During the inspection we spoke with two dentists, two dental nurses, one receptionist and the practice manager. We looked at practice policies and procedures and other records about how the service is managed.
The practice is open: Monday, Tuesday, Wednesday and Friday 09.00-17.00 and Thursday 09.00-09.00. Saturday and Sunday closed.
Our key findings were:
- The practice appeared clean and well maintained.
- The provider had some infection control procedures which reflected published guidance.
- Staff knew how to deal with emergencies. Appropriate medicines and life-saving equipment were available.
- The practice had some systems to help them manage risk to patients and staff.
- The provider had suitable safeguarding processes and staff knew their responsibilities for safeguarding vulnerable adults and children.
- The provider had thorough staff recruitment procedures.
- The clinical staff provided patients’ care and treatment in line with current guidelines.
- Staff treated patients with dignity and respect and took care to protect their privacy and personal information.
- Staff were providing preventive care and supporting patients to ensure better oral health.
- The appointment system took account of patients’ needs.
- The provider had some effective leadership and culture of continuous improvement.
- Staff felt involved and supported and worked well as a team.
- The provider asked staff and patients for feedback about the services they provided.
- The provider dealt with complaints positively and efficiently.
- The provider had some suitable information governance arrangements.
We identified regulations the provider was not complying with. They must:
- Establish effective systems and processes to ensure good governance in accordance with the fundamental standards of care.
Full details of the regulation the provider was not meeting are at the end of this report.
There were areas where the provider could make improvements. They should:
- Review the practice’s protocols for the use of rubber dam for root canal treatment taking into account guidelines issued by the British Endodontic Society.
- Review the practice’s protocols for ensuring that all clinical staff have adequate immunity for vaccine preventable infectious diseases.
- Review the practice's waste handling protocols to ensure waste is segregated and disposed of in compliance with the relevant regulations, and taking into account the guidance issued in the Health Technical Memorandum 07-01.
- Review the practice's policy for the control and storage of substances hazardous to health identified by the Control of Substances Hazardous to Health Regulations 2002, to ensure risk assessments are undertaken and the products are stored securely.
- Review the security of NHS prescription pads in the practice and ensure there are systems in place to track and monitor their use.
- Review the practice's protocols and procedures for the use of X-ray equipment in compliance with The Ionising Radiations Regulations 2017 and Ionising Radiation (Medical Exposure) Regulations 2017 and taking into account the guidance for Dental Practitioners on the Safe Use of X-ray Equipment.
- Review the practice’s protocols for ensuring that all clinical staff have adequate immunity for vaccine preventable infectious diseases.
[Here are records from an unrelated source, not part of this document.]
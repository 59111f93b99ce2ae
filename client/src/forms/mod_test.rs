use deck::{Position, Size};

use super::*;

#[test]
fn bounds_are_inclusive() {
    assert!(checked_size(0.0, 100.0, ValidationError::ElementSize).is_ok());
    assert!(checked_size(100.0, 0.0, ValidationError::ElementSize).is_ok());
}

#[test]
fn out_of_range_reports_given_error() {
    assert_eq!(checked_size(150.0, 10.0, ValidationError::TextBoxSize), Err(ValidationError::TextBoxSize));
    assert_eq!(checked_size(10.0, -0.5, ValidationError::ElementSize), Err(ValidationError::ElementSize));
}

#[test]
fn non_finite_is_rejected() {
    assert!(checked_size(f64::NAN, 10.0, ValidationError::ElementSize).is_err());
    assert!(checked_size(10.0, f64::INFINITY, ValidationError::ElementSize).is_err());
}

#[test]
fn patch_within_bounds_passes() {
    let patch = ElementPatch { position: Some(Position::new(0.0, 100.0)), size: Some(Size::new(40.0, 20.0)) };
    assert_eq!(checked_patch(patch), Ok(patch));
    assert!(checked_patch(ElementPatch::default()).is_ok());
}

#[test]
fn patch_out_of_bounds_is_rejected() {
    let position = ElementPatch { position: Some(Position::new(-40.0, 250.0)), size: None };
    assert_eq!(checked_patch(position), Err(ValidationError::ElementPosition));
    let size = ElementPatch { position: None, size: Some(Size::new(150.0, -10.0)) };
    assert_eq!(checked_patch(size), Err(ValidationError::ElementSize));
}
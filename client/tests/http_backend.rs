//! End-to-end check of the reqwest transport against an in-process stub of
//! the backend REST surface.

use std::sync::{Arc, Mutex, PoisonError};
use std::time::Instant;

use axum::extract::State;
use axum::http::{HeaderMap, StatusCode, header};
use axum::routing::{get, post};
use axum::{Json, Router};
use client::forms::{LoginForm, TextBoxForm};
use client::session::MemoryTokenStore;
use client::{ApiError, Backend, ClientConfig, Dashboard, Editor, Gateway, HttpBackend, TokenStore, auth};
use serde_json::{Value, json};

const TOKEN: &str = "tok-1";

#[derive(Clone)]
struct Stub {
    store: Arc<Mutex<Value>>,
}

type Reply = (StatusCode, Json<Value>);

fn authorized(headers: &HeaderMap) -> bool {
    let expected = format!("Bearer {TOKEN}");
    headers.get(header::AUTHORIZATION).is_some_and(|v| v.as_bytes() == expected.as_bytes())
}

fn unauthorized() -> Reply {
    (StatusCode::FORBIDDEN, Json(json!({"error": "Invalid token"})))
}

async fn login(Json(body): Json<Value>) -> Reply {
    if body["password"] == "secret" {
        (StatusCode::OK, Json(json!({"token": TOKEN})))
    } else {
        (StatusCode::BAD_REQUEST, Json(json!({"error": "Invalid password"})))
    }
}

async fn register(Json(body): Json<Value>) -> Reply {
    if body["name"].is_string() { (StatusCode::OK, Json(json!({"token": TOKEN}))) } else { (StatusCode::BAD_REQUEST, Json(json!({}))) }
}

async fn logout(headers: HeaderMap) -> Reply {
    if authorized(&headers) { (StatusCode::OK, Json(json!({}))) } else { unauthorized() }
}

async fn get_store(State(stub): State<Stub>, headers: HeaderMap) -> Reply {
    if !authorized(&headers) {
        return unauthorized();
    }
    let store = stub.store.lock().unwrap_or_else(PoisonError::into_inner).clone();
    (StatusCode::OK, Json(json!({"store": store})))
}

async fn put_store(State(stub): State<Stub>, headers: HeaderMap, Json(body): Json<Value>) -> Reply {
    if !authorized(&headers) {
        return unauthorized();
    }
    *stub.store.lock().unwrap_or_else(PoisonError::into_inner) = body["store"].clone();
    (StatusCode::OK, Json(json!({})))
}

async fn spawn_stub(seed: Value) -> (String, Stub) {
    let stub = Stub { store: Arc::new(Mutex::new(seed)) };
    let app = Router::new()
        .route("/admin/auth/login", post(login))
        .route("/admin/auth/register", post(register))
        .route("/admin/auth/logout", post(logout))
        .route("/store", get(get_store).put(put_store))
        .with_state(stub.clone());
    let listener = tokio::net::TcpListener::bind("127.0.0.1:0").await.unwrap();
    let addr = listener.local_addr().unwrap();
    tokio::spawn(async move {
        axum::serve(listener, app).await.unwrap();
    });
    (format!("http://{addr}"), stub)
}

fn gateway_for(base_url: &str, tokens: Arc<MemoryTokenStore>) -> Gateway {
    let config = ClientConfig::default().with_backend_url(base_url);
    Gateway::new(Arc::new(HttpBackend::new(&config).unwrap()), tokens)
}

#[tokio::test]
async fn login_surfaces_backend_message() {
    let (base_url, _stub) = spawn_stub(json!({"presentations": []})).await;
    let tokens = Arc::new(MemoryTokenStore::default());
    let gateway = gateway_for(&base_url, tokens.clone());

    let form = LoginForm { email: "ada@example.com".to_owned(), password: "wrong".to_owned() };
    let err = auth::login(&gateway, &form).await.unwrap_err();
    assert_eq!(err.to_string(), "Invalid password");
    assert!(!tokens.is_authenticated());
}

#[tokio::test]
async fn bad_token_is_a_backend_error() {
    let (base_url, _stub) = spawn_stub(json!({"presentations": []})).await;
    let config = ClientConfig::default().with_backend_url(&base_url);
    let backend = HttpBackend::new(&config).unwrap();
    let err = backend.fetch_store("nope").await.unwrap_err();
    assert!(matches!(err, ApiError::Backend { status: 403, ref message } if message == "Invalid token"));
}

#[tokio::test]
async fn edit_session_round_trips_through_http() {
    let (base_url, stub) = spawn_stub(json!({"presentations": [], "theme": "dark"})).await;
    let tokens = Arc::new(MemoryTokenStore::default());
    let gateway = gateway_for(&base_url, tokens.clone());

    let form = LoginForm { email: "ada@example.com".to_owned(), password: "secret".to_owned() };
    auth::login(&gateway, &form).await.unwrap();
    assert_eq!(tokens.load().unwrap().as_deref(), Some(TOKEN));

    let mut dashboard = Dashboard::load(gateway.clone()).await.unwrap();
    let new = client::forms::NewPresentationForm { name: "Launch".to_owned(), ..Default::default() };
    let id = dashboard.create(&new, Instant::now()).await.unwrap();

    let mut editor = Editor::open(gateway.clone(), &id, 0).await.unwrap();
    let text = TextBoxForm { text: "Sample Text".to_owned(), width: 80.0, height: 60.0, ..TextBoxForm::default() };
    editor.add_text(&text, Instant::now()).await.unwrap();

    let stored = stub.store.lock().unwrap_or_else(PoisonError::into_inner).clone();
    assert_eq!(stored["theme"], "dark");
    let presentation = &stored["presentations"][0];
    assert_eq!(presentation["name"], "Launch");
    assert_eq!(presentation["revision"], 1);
    let text_box = &presentation["slides"][0]["textBoxes"][0];
    assert_eq!(text_box["text"], "Sample Text");
    assert_eq!(text_box["zIndex"], 1);
    assert_eq!(text_box["size"], json!({"width": 80.0, "height": 60.0}));

    auth::logout(&gateway).await.unwrap();
    assert!(!tokens.is_authenticated());
}
use pretty_assertions::assert_eq;
use serde_json::json;

use super::*;

#[test]
fn empty_store_reads_as_default() {
    let envelope: StoreEnvelope = serde_json::from_value(json!({ "store": {} })).unwrap();
    assert_eq!(envelope, StoreEnvelope::default());
    let missing: StoreEnvelope = serde_json::from_value(json!({})).unwrap();
    assert!(missing.store.presentations.is_empty());
}

#[test]
fn store_reads_presentations_and_thumbnail() {
    let envelope: StoreEnvelope = serde_json::from_value(json!({
        "store": {
            "presentations": [{ "id": "p1", "name": "Deck", "slides": [{ "id": "s1" }] }],
            "thumbnail": "data:image/png;base64,AAAA"
        }
    }))
    .unwrap();
    assert_eq!(envelope.store.presentations.len(), 1);
    assert_eq!(envelope.store.presentation("p1").map(|p| p.name.as_str()), Some("Deck"));
    assert_eq!(envelope.store.thumbnail.as_deref(), Some("data:image/png;base64,AAAA"));
}

#[test]
fn unknown_store_keys_survive_round_trip() {
    let raw = json!({ "store": { "presentations": [], "theme": { "dark": true } } });
    let envelope: StoreEnvelope = serde_json::from_value(raw.clone()).unwrap();
    assert_eq!(envelope.store.extra.get("theme"), Some(&json!({ "dark": true })));
    assert_eq!(serde_json::to_value(&envelope).unwrap(), raw);
}

#[test]
fn put_body_omits_absent_thumbnail() {
    let envelope = StoreEnvelope::default();
    assert_eq!(serde_json::to_value(&envelope).unwrap(), json!({ "store": { "presentations": [] } }));
}

#[test]
fn auth_payloads_match_backend_shape() {
    let register = RegisterRequest {
        email: "a@b.c".to_owned(),
        password: "pw".to_owned(),
        name: "Ada".to_owned(),
    };
    assert_eq!(serde_json::to_value(&register).unwrap(), json!({ "email": "a@b.c", "password": "pw", "name": "Ada" }));
    let auth: AuthResponse = serde_json::from_value(json!({ "token": "t-1" })).unwrap();
    assert_eq!(auth.token, "t-1");
    let err: ErrorBody = serde_json::from_value(json!({ "error": "Invalid password" })).unwrap();
    assert_eq!(err.error, "Invalid password");
}
//! Project file storage.
//!
//! The engine reads the current project through [`ProjectStore`] and writes
//! accepted files back through it once a run passes validation.

use std::collections::BTreeMap;
use std::path::{Component, Path, PathBuf};

use async_trait::async_trait;
use chrono::{DateTime, Utc};
use serde::{Deserialize, Serialize};
use tokio::sync::RwLock;
use tracing::debug;

use crate::error::{OrchestrationError, Result};
use crate::files::{language_for_path, normalize_path};

/// Directories never listed by [`DirectoryProjectStore`].
const SKIPPED_DIRS: [&str; 3] = ["node_modules", "target", "dist"];

/// Store-side metadata of a project file.
#[derive(Debug, Clone, PartialEq, Eq, Serialize, Deserialize)]
pub struct FileMeta {
    /// Project-relative path with `/` separators
    pub path: String,
    /// Language inferred from the extension
    pub language: String,
    /// Size in bytes
    pub size: u64,
}

/// A project file with its content.
#[derive(Debug, Clone, PartialEq, Eq, Serialize, Deserialize)]
pub struct ProjectFile {
    /// Project-relative path with `/` separators
    pub path: String,
    /// File content
    pub content: String,
    /// Language tag
    pub language: String,
    /// Last write time
    pub updated_at: DateTime<Utc>,
}

impl ProjectFile {
    /// Metadata view of this file.
    pub fn meta(&self) -> FileMeta {
        FileMeta {
            path: self.path.clone(),
            language: self.language.clone(),
            size: self.content.len() as u64,
        }
    }
}

/// Read/write access to one project's files.
#[async_trait]
pub trait ProjectStore: Send + Sync {
    /// All files, sorted by path.
    async fn list_files(&self) -> Result<Vec<FileMeta>>;

    /// One file, or `None` if it does not exist.
    async fn get_file(&self, path: &str) -> Result<Option<ProjectFile>>;

    /// Create or replace a file.
    async fn put_file(&self, path: &str, content: &str, language: &str) -> Result<FileMeta>;
}

/// In-memory store, used by tests and dry runs.
#[derive(Debug, Default)]
pub struct InMemoryProjectStore {
    files: RwLock<BTreeMap<String, ProjectFile>>,
}

impl InMemoryProjectStore {
    /// Creates an empty store.
    #[must_use]
    pub fn new() -> Self {
        Self::default()
    }

    /// Creates a store seeded with `(path, content)` pairs.
    pub fn with_files<I, P, C>(files: I) -> Self
    where
        I: IntoIterator<Item = (P, C)>,
        P: AsRef<str>,
        C: Into<String>,
    {
        let files = files
            .into_iter()
            .map(|(path, content)| {
                let path = normalize_path(path.as_ref());
                let file = ProjectFile {
                    language: language_for_path(&path),
                    path: path.clone(),
                    content: content.into(),
                    updated_at: Utc::now(),
                };
                (path, file)
            })
            .collect();
        Self { files: RwLock::new(files) }
    }

    /// Copy of every stored file.
    pub async fn snapshot(&self) -> Vec<ProjectFile> {
        self.files.read().await.values().cloned().collect()
    }
}

#[async_trait]
impl ProjectStore for InMemoryProjectStore {
    async fn list_files(&self) -> Result<Vec<FileMeta>> {
        Ok(self.files.read().await.values().map(ProjectFile::meta).collect())
    }

    async fn get_file(&self, path: &str) -> Result<Option<ProjectFile>> {
        Ok(self.files.read().await.get(&normalize_path(path)).cloned())
    }

    async fn put_file(&self, path: &str, content: &str, language: &str) -> Result<FileMeta> {
        let path = normalize_path(path);
        let file = ProjectFile {
            path: path.clone(),
            content: content.to_string(),
            language: language.to_string(),
            updated_at: Utc::now(),
        };
        let meta = file.meta();
        self.files.write().await.insert(path, file);
        Ok(meta)
    }
}

/// Store backed by a directory on disk.
#[derive(Debug, Clone)]
pub struct DirectoryProjectStore {
    root: PathBuf,
}

impl DirectoryProjectStore {
    /// Creates a store rooted at `root`. The directory is created on first write.
    pub fn new(root: impl AsRef<Path>) -> Self {
        Self { root: root.as_ref().to_path_buf() }
    }

    /// Root directory.
    pub fn root(&self) -> &Path {
        &self.root
    }

    /// Resolve a project path, refusing anything that would leave the root.
    fn resolve(&self, path: &str) -> Result<PathBuf> {
        let normalized = normalize_path(path);
        let relative = Path::new(&normalized);
        if normalized.is_empty()
            || !relative.components().all(|c| matches!(c, Component::Normal(_) | Component::CurDir))
        {
            return Err(OrchestrationError::Store(format!("path '{path}' escapes the project root")));
        }
        Ok(self.root.join(relative))
    }

    fn relative_path(&self, path: &Path) -> Option<String> {
        let relative = path.strip_prefix(&self.root).ok()?;
        let parts: Vec<_> = relative.components().map(|c| c.as_os_str().to_string_lossy().into_owned()).collect();
        Some(parts.join("/"))
    }
}

#[async_trait]
impl ProjectStore for DirectoryProjectStore {
    async fn list_files(&self) -> Result<Vec<FileMeta>> {
        let mut files = Vec::new();
        if !tokio::fs::try_exists(&self.root).await? {
            return Ok(files);
        }

        let mut pending = vec![self.root.clone()];
        while let Some(dir) = pending.pop() {
            let mut entries = tokio::fs::read_dir(&dir).await?;
            while let Some(entry) = entries.next_entry().await? {
                let name = entry.file_name().to_string_lossy().into_owned();
                let file_type = entry.file_type().await?;
                if file_type.is_dir() {
                    if !name.starts_with('.') && !SKIPPED_DIRS.contains(&name.as_str()) {
                        pending.push(entry.path());
                    }
                } else if file_type.is_file() {
                    if let Some(path) = self.relative_path(&entry.path()) {
                        let size = entry.metadata().await?.len();
                        files.push(FileMeta { language: language_for_path(&path), path, size });
                    }
                }
            }
        }

        files.sort_by(|a, b| a.path.cmp(&b.path));
        Ok(files)
    }

    async fn get_file(&self, path: &str) -> Result<Option<ProjectFile>> {
        let full = self.resolve(path)?;
        let content = match tokio::fs::read_to_string(&full).await {
            Ok(content) => content,
            Err(e) if e.kind() == std::io::ErrorKind::NotFound => return Ok(None),
            Err(e) => return Err(e.into()),
        };
        let updated_at = tokio::fs::metadata(&full)
            .await?
            .modified()
            .map(DateTime::<Utc>::from)
            .unwrap_or_else(|_| Utc::now());
        let path = normalize_path(path);

        Ok(Some(ProjectFile { language: language_for_path(&path), path, content, updated_at }))
    }

    async fn put_file(&self, path: &str, content: &str, language: &str) -> Result<FileMeta> {
        let full = self.resolve(path)?;
        if let Some(parent) = full.parent() {
            tokio::fs::create_dir_all(parent).await?;
        }
        tokio::fs::write(&full, content).await?;
        debug!(path = %path, bytes = content.len(), "Wrote project file");

        Ok(FileMeta {
            path: normalize_path(path),
            language: language.to_string(),
            size: content.len() as u64,
        })
    }
}

#[cfg(test)]
mod tests {
    use super::*;
    use tempfile::TempDir;

    #[tokio::test]
    async fn test_in_memory_round_trip() {
        let store = InMemoryProjectStore::with_files([("./index.html", "<!DOCTYPE html>")]);
        store.put_file("src/app.js", "console.log(1);", "javascript").await.unwrap();

        let listed = store.list_files().await.unwrap();
        assert_eq!(listed.iter().map(|f| f.path.as_str()).collect::<Vec<_>>(), vec!["index.html", "src/app.js"]);
        assert_eq!(listed[0].language, "html");

        let file = store.get_file("src/app.js").await.unwrap().unwrap();
        assert_eq!(file.content, "console.log(1);");
        assert!(store.get_file("missing.js").await.unwrap().is_none());
    }

    #[tokio::test]
    async fn test_directory_store_lists_and_writes() {
        let temp_dir = TempDir::new().unwrap();
        let store = DirectoryProjectStore::new(temp_dir.path());
        assert!(store.list_files().await.unwrap().is_empty());

        store.put_file("src/components/nav.js", "export const nav = 1;", "javascript").await.unwrap();
        store.put_file("index.html", "<!DOCTYPE html>", "html").await.unwrap();
        tokio::fs::create_dir_all(temp_dir.path().join(".git")).await.unwrap();
        tokio::fs::write(temp_dir.path().join(".git/HEAD"), "ref").await.unwrap();

        let listed = store.list_files().await.unwrap();
        let paths: Vec<_> = listed.iter().map(|f| f.path.as_str()).collect();
        assert_eq!(paths, vec!["index.html", "src/components/nav.js"]);
        assert_eq!(listed[1].size, 21);

        let file = store.get_file("./src/components/nav.js").await.unwrap().unwrap();
        assert_eq!(file.path, "src/components/nav.js");
        assert_eq!(file.language, "javascript");
    }

    #[tokio::test]
    async fn test_directory_store_refuses_escape() {
        let temp_dir = TempDir::new().unwrap();
        let store = DirectoryProjectStore::new(temp_dir.path().join("site"));

        for path in ["../outside.txt", "/etc/passwd", "a/../../b.txt", ""] {
            let err = store.put_file(path, "x", "text").await.unwrap_err();
            assert!(matches!(err, OrchestrationError::Store(_)), "path: {path}");
        }
        assert!(!temp_dir.path().join("outside.txt").exists());
    }
}
// Error types for orchestration

use thiserror::Error;

/// Result type for orchestration operations
pub type Result<T> = std::result::Result<T, OrchestrationError>;

/// Orchestration errors
#[derive(Debug, Error)]
pub enum OrchestrationError {
    /// Model error
    #[error("Model error: {0}")]
    Model(#[from] pagesmith_abstraction::ModelError),

    /// Project store failure
    #[error("Project store error: {0}")]
    Store(String),

    /// Invalid configuration
    #[error("Configuration error: {0}")]
    Config(String),

    /// IO error
    #[error("IO error: {0}")]
    Io(#[from] std::io::Error),

    /// JSON error
    #[error("JSON error: {0}")]
    Json(#[from] serde_json::Error),

    /// TOML error
    #[error("TOML error: {0}")]
    Toml(#[from] toml::de::Error),

    /// Orchestration cancelled
    #[error("Orchestration cancelled by user")]
    Cancelled,

    /// Other error
    #[error("Orchestration error: {0}")]
    Other(String),
}
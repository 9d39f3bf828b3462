//! Planner for breaking a request into a short ordered checklist
//!
//! The plan is advisory: it is shown to the model in the system prompt and
//! its steps are ticked off as matching files are emitted, so the progress
//! sink can show how far a run has got.

use serde::{Deserialize, Serialize};
use tracing::debug;

use crate::config::ScaffoldConfig;
use crate::files::{file_name, file_stem};

/// One step of a plan
#[derive(Debug, Clone, PartialEq, Eq, Serialize, Deserialize)]
pub struct PlanStep {
    /// Stable identifier (`step-1`, `step-2`, ...)
    pub id: String,
    /// Human-readable description
    pub label: String,
    /// Whether the step is complete
    pub done: bool,
}

impl PlanStep {
    fn new(index: usize, label: impl Into<String>) -> Self {
        Self { id: format!("step-{}", index + 1), label: label.into(), done: false }
    }

    fn mentions(&self, path: &str) -> bool {
        let label = self.label.to_lowercase();
        let name = file_name(path).to_lowercase();
        let stem = file_stem(path).to_lowercase();
        (!name.is_empty() && label.contains(&name)) || (stem.chars().count() >= 3 && label.contains(&stem))
    }
}

/// Ordered plan for one run
#[derive(Debug, Clone, Default, PartialEq, Eq, Serialize, Deserialize)]
pub struct Plan {
    /// Steps in execution order
    pub steps: Vec<PlanStep>,
}

impl Plan {
    /// Build a plan from labels.
    pub fn from_labels<I, S>(labels: I) -> Self
    where
        I: IntoIterator<Item = S>,
        S: Into<String>,
    {
        Self { steps: labels.into_iter().enumerate().map(|(i, label)| PlanStep::new(i, label)).collect() }
    }

    /// Mark steps that mention `path` as done, returning the ones that just completed.
    pub fn mark_for_file(&mut self, path: &str) -> Vec<PlanStep> {
        let mut completed = Vec::new();
        for step in self.steps.iter_mut().filter(|s| !s.done) {
            if step.mentions(path) {
                step.done = true;
                completed.push(step.clone());
            }
        }
        completed
    }

    /// Mark every remaining step as done, returning them.
    pub fn complete_all(&mut self) -> Vec<PlanStep> {
        let mut completed = Vec::new();
        for step in self.steps.iter_mut().filter(|s| !s.done) {
            step.done = true;
            completed.push(step.clone());
        }
        completed
    }

    /// Whether every step is done.
    pub fn is_complete(&self) -> bool {
        self.steps.iter().all(|s| s.done)
    }
}

/// Plan used when the model's plan is unusable.
pub fn default_plan(require_scaffold: bool, scaffold: &ScaffoldConfig) -> Plan {
    if require_scaffold {
        Plan::from_labels([
            format!("Lay out the page structure in {}", file_name(&scaffold.entry)),
            format!("Style the page in {}", file_name(&scaffold.stylesheet)),
            format!("Wire up behaviour in {}", file_name(&scaffold.app_script)),
            "Check that the pieces work together".to_string(),
        ])
    } else {
        Plan::from_labels([
            "Review the relevant existing files",
            "Apply the requested changes",
            "Check that the result is consistent",
        ])
    }
}

/// Internal structure for parsing the model's plan reply
#[derive(Debug, Deserialize)]
#[serde(untagged)]
enum PlanResponse {
    Wrapped { steps: Vec<StepResponse> },
    Bare(Vec<StepResponse>),
}

#[derive(Debug, Deserialize)]
#[serde(untagged)]
enum StepResponse {
    Label(String),
    Object {
        #[serde(alias = "title", alias = "description", alias = "step")]
        label: String,
    },
}

impl StepResponse {
    fn into_label(self) -> String {
        match self {
            Self::Label(label) | Self::Object { label } => label.trim().to_string(),
        }
    }
}

/// Slice out the outermost JSON object or array from a reply that may carry prose or fences.
fn json_slice(reply: &str) -> Option<&str> {
    let start = reply.find(['{', '['])?;
    let close = if reply[start..].starts_with('{') { '}' } else { ']' };
    let end = reply.rfind(close)?;
    (end > start).then(|| &reply[start..=end])
}

/// Parse a plan reply, accepting it only if it has `min..=max` non-empty steps.
pub fn parse_plan(reply: &str, min: usize, max: usize) -> Option<Plan> {
    let json = json_slice(reply)?;
    let parsed: PlanResponse = match serde_json::from_str(json) {
        Ok(parsed) => parsed,
        Err(e) => {
            debug!(error = %e, "Plan reply is not valid JSON");
            return None;
        }
    };

    let steps = match parsed {
        PlanResponse::Wrapped { steps } | PlanResponse::Bare(steps) => steps,
    };
    let labels: Vec<String> =
        steps.into_iter().map(StepResponse::into_label).filter(|l| !l.is_empty()).collect();

    if labels.len() < min || labels.len() > max {
        debug!(count = labels.len(), min, max, "Plan step count out of range");
        return None;
    }
    Some(Plan::from_labels(labels))
}
//! Offline response check.
//!
//! Extracts the file blocks of a saved model response, validates them the way
//! a run would, and prints the verdict.

use std::path::PathBuf;

use anyhow::Context;
use pagesmith_orchestrator::{validate_response, ModeFlags};

use super::load_config;

/// Options for the check command.
#[derive(Debug, Clone, Default)]
pub struct CheckOptions {
    /// Saved response text
    pub response: PathBuf,
    /// Require the scaffold files
    pub scaffold: bool,
    /// Treat the project as already having files
    pub existing: bool,
    /// Files are optional (informational turn)
    pub optional: bool,
    /// Config file for validation limits and scaffold paths
    pub config: Option<PathBuf>,
}

impl CheckOptions {
    fn flags(&self) -> ModeFlags {
        let require_files = !self.optional;
        ModeFlags {
            informational: self.optional,
            require_files,
            require_scaffold: require_files && self.scaffold,
            has_existing_files: self.existing,
        }
    }
}

/// Execute the check command. Returns whether the response passed.
pub fn execute(options: &CheckOptions) -> anyhow::Result<bool> {
    let config = load_config(options.config.as_deref())?;
    let text = std::fs::read_to_string(&options.response)
        .with_context(|| format!("Failed to read response file {}", options.response.display()))?;

    let flags = options.flags();
    let verdict = validate_response(&text, &flags, &config.engine);
    tracing::debug!(
        ok = verdict.ok,
        files = verdict.files.len(),
        rejected = verdict.rejected.len(),
        "Checked response"
    );

    let json = serde_json::to_string_pretty(&verdict).context("Failed to serialize verdict")?;
    println!("{json}");
    Ok(verdict.ok)
}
- Review the practice's current performance review systems and have an effective process established for the on-going assessment and supervision of all staff.
- Review staff awareness of the requirements of the Mental Capacity Act 2005 and ensure all staff are aware of their responsibilities under the Act as it relates to their role.
- Review staff awareness of Gillick competency and ensure all staff are aware of their responsibilities in relation to this.
- Review the practice’s protocols to ensure audits of radiography and infection prevention and control are undertaken at regular intervals to improve the quality of the service. Practice should also ensure that, where appropriate, audits have documented learning points and the resulting improvements can be demonstrated.